Promenade du Boeuf-Gras.

Voici le Boeuf-Gras! Majestueux animal, l'espoir de l'éleveur et l'orgueil du troupeau, il broutait naguère les grasses herbes de la superbe vallée d'Auge. Hélas! il ne se doutait pas alors, l'infortuné, du dangereux honneur que trop d'embonpoint devait attirer sur sa tête. Gras ou maigre, il est vrai, il faut que tôt ou tard le quadrupède ruminant paie son tribut à l'abattoir. Mais, heureusement pour le bouvier, cette vérité désolante n'est point connue dans les herbagers. Celui-là croissait donc dans sa naïveté et son innocence première, grossissant chaque jour vers sa perte. Ainsi, toujours les plus belles choses ont le pire destin, et les plus nobles têtes, comme les plus hautes cimes, appellent les coups de la foudre.

Lorsqu'il eut enflé à souhait, il fallut dire adieu aux odorants sainfoins et aux vertes luzernes de la fertile Normandie pour s'acheminer vers Poissy, où l'attendait le rigide et impatient aréopage des bouchers de Paris, réunis à l'effet de choisir l'opime incarnation, l'exubérant emblème du carnaval de l'an de grâce 1843. A peine il a paru qu'un long frémissement de surprise et d'admiration court parmi les juges sanguinaires. Tout d'une voix, la double palme de la royauté et du martyre lui est sur-le-champ décernée. Il dépasse ses nombreux rivaux de toute la longueur des cornes; il rendrait un quintal métrique au plus gigantesque d'entre eux; il sera donc le Boeuf, que dis-je? une hécatombe aux modernes saturnales ou revit un instant le passé et où s'agite le présent sans un souci de l'avenir.

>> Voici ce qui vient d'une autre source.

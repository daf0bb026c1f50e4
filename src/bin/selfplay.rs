use clap::Parser;
use chesscoach::config::EngineConfig;
use chesscoach::selfplay::{play_game, write_jsonl, GameRecord, SelfPlayParams};
use indicatif::{ProgressBar, ProgressStyle};
use rayon::prelude::*;
use std::path::PathBuf;

#[derive(Parser, Debug)]
#[command(name = "chesscoach-selfplay", about = "Play bot-vs-bot matches from the demo layout and write JSONL records")]
struct Args {
    #[arg(long, default_value_t = 100)]
    games: usize,
    #[arg(long, default_value_t = 1)]
    threads: usize,
    #[arg(long)]
    config: Option<PathBuf>,
    #[arg(long)]
    seed: Option<u64>,
    #[arg(long)]
    topk: Option<usize>,
    #[arg(long, default_value = "out/selfplay.jsonl")]
    out: PathBuf,
}

fn main() -> anyhow::Result<()> {
    env_logger::init();
    let a = Args::parse();
    let cfg = EngineConfig::load(a.config.as_deref())?;
    let params = SelfPlayParams {
        games: a.games,
        max_plies: cfg.max_plies,
        topk: a.topk.unwrap_or(cfg.opponent_topk),
        seed: a.seed.unwrap_or(cfg.seed),
        piece_values: cfg.piece_values,
    };
    eprintln!("Playing {} games (topk={}, seed={}, threads={})", params.games, params.topk, params.seed, a.threads);

    let pb = ProgressBar::new(params.games as u64);
    pb.set_style(ProgressStyle::with_template("{bar:40} {pos}/{len} games [{elapsed_precise}]")?);
    let pool = rayon::ThreadPoolBuilder::new().num_threads(a.threads.max(1)).build()?;
    let games: Vec<GameRecord> = pool.install(|| {
        (0..params.games).into_par_iter().map(|gi| {
            let r = play_game(&params, gi);
            pb.inc(1);
            r
        }).collect::<Result<Vec<_>, _>>()
    })?;
    pb.finish();

    let (w, d, b) = games.iter().fold((0, 0, 0), |(w, d, b), g| match g.result {
        1 => (w + 1, d, b),
        -1 => (w, d, b + 1),
        _ => (w, d + 1, b),
    });
    eprintln!("white {} draw {} black {}", w, d, b);
    write_jsonl(&games, &a.out)?;
    eprintln!("Wrote {}", a.out.display());
    Ok(())
}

De tout temps le Boeuf-Gras fut cher à la bonne ville de Paris. Autrefois on le sacrifiait vers l'équinoxe du printemps, à l'époque où le soleil entre dans le signe vénéré du Taureau. Sa tête massive surmontée d'une branche de laurier-cerise, et portant sur sa croupe charnue un jeune enfant vêtu en Amour, qu'on nommait le Roi des Bouchers, il parcourait la capitale aux bruyantes acclamations d'une populace enthousiaste. Le jour de la promenade a changé, mais la joie est restée la même. Le gamin de Paris surtout a voué un culte au Boeuf-Gras; il lui faut son Boeuf-Gras, sinon il est tout prêt à dépaver les rues et à renverser une dynastie. Lorsqu'il n'est pas sage, il suffit, pour l'apaiser, de cette effroyable menace: «Tu n'iras pas voir le Boeuf-Gras!»

Le grand jour vient enfin de luire. Boeuf-Gras, il faut marchera la gloire, à la mort! Déjà la voix enrouée des colporteurs glapit dans tous les carrefours, comme lorsqu'un condamné s'avance vers le supplice, l'annonce du triomphe que suivra un inévitable trépas. A ce cri, chacun d'accourir sur le pas de sa porte et d'acheter l'ordre et la marche du Boeuf-Gras moyennant la modique somme de 5 centimes. C'est le dimanche-gras, au matin, que commencent cet ordre et cette marche. Le magnifique cortège s'aligne et s'ébranle, ainsi disposé:

Un peloton de municipaux à cheval:

Deux coureurs en costume du temps de Louis XIV... superbes cavaliers qu'on dirait échappés à la toile de Vander Meulen;

Un tambour major, ses tambours, et les musiciens revêtus de costumes de la même époque, et coiffes, les premiers de chapeaux, les seconds de casques à plumes.